Section 80 (1) facilitates payment for waiting or going further than the customer originally intended, but it still only permits fares based on a stipulated distance as outlined in the Second Schedule of the same regulations.
The regulations also allow a maxi taxi (ZM) to charge no more than one and a half times the fare provided for on the tariff list.
The Road Traffic Regulations also demand that taxi drivers display, in a prominent place inside their vehicles, a statement of the prescribed fares.
Linton’s warning to taxi drivers not to operate outside the law also came on the heels of complaints by a retired Barbadian couple that they were overcharged by an airport taxi driver when they arrived in Barbados from Canada on August 22.
They claimed that on two previous occasions, when they used an airport taxi to get home near the St George Parish Church, they were charged $39 as advertised on the notice board at the airport.

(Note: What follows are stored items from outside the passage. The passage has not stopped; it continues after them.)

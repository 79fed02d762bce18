// Copyright 2020 Xavier Gillard
//
// Permission is hereby granted, free of charge, to any person obtaining a copy of
// this software and associated documentation files (the "Software"), to deal in
// the Software without restriction, including without limitation the rights to
// use, copy, modify, merge, publish, distribute, sublicense, and/or sell copies of
// the Software, and to permit persons to whom the Software is furnished to do so,
// subject to the following conditions:
//
// The above copyright notice and this permission notice shall be included in all
// copies or substantial portions of the Software.
//
// THE SOFTWARE IS PROVIDED "AS IS", WITHOUT WARRANTY OF ANY KIND, EXPRESS OR
// IMPLIED, INCLUDING BUT NOT LIMITED TO THE WARRANTIES OF MERCHANTABILITY, FITNESS
// FOR A PARTICULAR PURPOSE AND NONINFRINGEMENT. IN NO EVENT SHALL THE AUTHORS OR
// COPYRIGHT HOLDERS BE LIABLE FOR ANY CLAIM, DAMAGES OR OTHER LIABILITY, WHETHER
// IN AN ACTION OF CONTRACT, TORT OR OTHERWISE, ARISING FROM, OUT OF OR IN
// CONNECTION WITH THE SOFTWARE OR THE USE OR OTHER DEALINGS IN THE SOFTWARE.

//! This module provides the solver fringe: the priority queue holding the
//! open nodes of the search tree, ordered best-bound-first.

use std::cmp::Ordering;

use binary_heap_plus::BinaryHeap;
use compare::Compare;

use crate::SearchNode;

/// The best-bound-first strategy: the node having the smallest lower bound
/// in the fringe is always selected next. Ties are broken on the depth of
/// the nodes, preferring the deepest one (which tends to keep the frontier
/// small). No secondary tie-break is needed for correctness.
#[derive(Debug, Clone, Copy)]
pub struct MinLowerBound;
impl MinLowerBound {
    /// Compares two nodes in priority order: `Greater` means the left node
    /// must be popped before the right one.
    pub fn compare(&self, l: &SearchNode, r: &SearchNode) -> Ordering {
        r.lower_bound
            .total_cmp(&l.lower_bound)
            .then_with(|| l.depth.cmp(&r.depth))
    }
}

/// This is a thin wrapper to turn [`MinLowerBound`] into a `Compare` object
/// as required to configure the order of a binary heap. It has no behavior
/// of its own.
#[derive(Debug, Clone, Copy, Default)]
pub struct CompareNodes;
impl Compare<SearchNode> for CompareNodes {
    fn compare(&self, l: &SearchNode, r: &SearchNode) -> Ordering {
        MinLowerBound.compare(l, r)
    }
}

/// The simplest fringe implementation you can think of: a binary heap that
/// pushes and pops search nodes in best-bound-first order. The fringe owns
/// its nodes until they are popped.
pub struct Fringe {
    heap: BinaryHeap<SearchNode, CompareNodes>,
}

impl Fringe {
    /// This creates a new empty fringe.
    pub fn new() -> Self {
        Fringe { heap: BinaryHeap::from_vec_cmp(vec![], CompareNodes) }
    }

    /// This is how you push a node onto the fringe.
    pub fn push(&mut self, node: SearchNode) {
        self.heap.push(node)
    }

    /// This method yields the node with the smallest lower bound off the
    /// fringe, if any.
    pub fn pop(&mut self) -> Option<SearchNode> {
        self.heap.pop()
    }

    /// The smallest lower bound over all open nodes; `+inf` when the fringe
    /// is empty. This is the sharpest bound the remaining search can still
    /// prove.
    pub fn peek_lower_bound(&self) -> f64 {
        self.heap.peek().map(|n| n.lower_bound).unwrap_or(f64::INFINITY)
    }

    /// This method clears the fringe: it removes all nodes from the queue.
    pub fn clear(&mut self) {
        self.heap.clear()
    }

    /// Yields the length of the queue.
    pub fn len(&self) -> usize {
        self.heap.len()
    }

    /// Returns true iff the fringe is empty (len == 0)
    pub fn is_empty(&self) -> bool {
        self.len() == 0
    }
}

impl Default for Fringe {
    fn default() -> Self {
        Self::new()
    }
}

// ############################################################################
// #### TESTS #################################################################
// ############################################################################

However, when they arrived in the island last month, they were presented with a $79 bill immediately after leaving the airport.
They said after a verbal confrontation and their insistence that the driver return to the airport to query the fee, they were directed to another taxi whose driver charged $53.
Linton agreed that based on the distance to the couple’s home, a $39 fee was the correct charge. He promised to investigate the complaint and take whatever action was required.
The largest representative organization for tax drivers at the Grantley Adams International Airport – the Barbados Transport Cooperative Society – told Barbados TODAY it was also looking into the matter and would take “disciplinary” action against the driver if he was found to be guilty of any wrongdoing.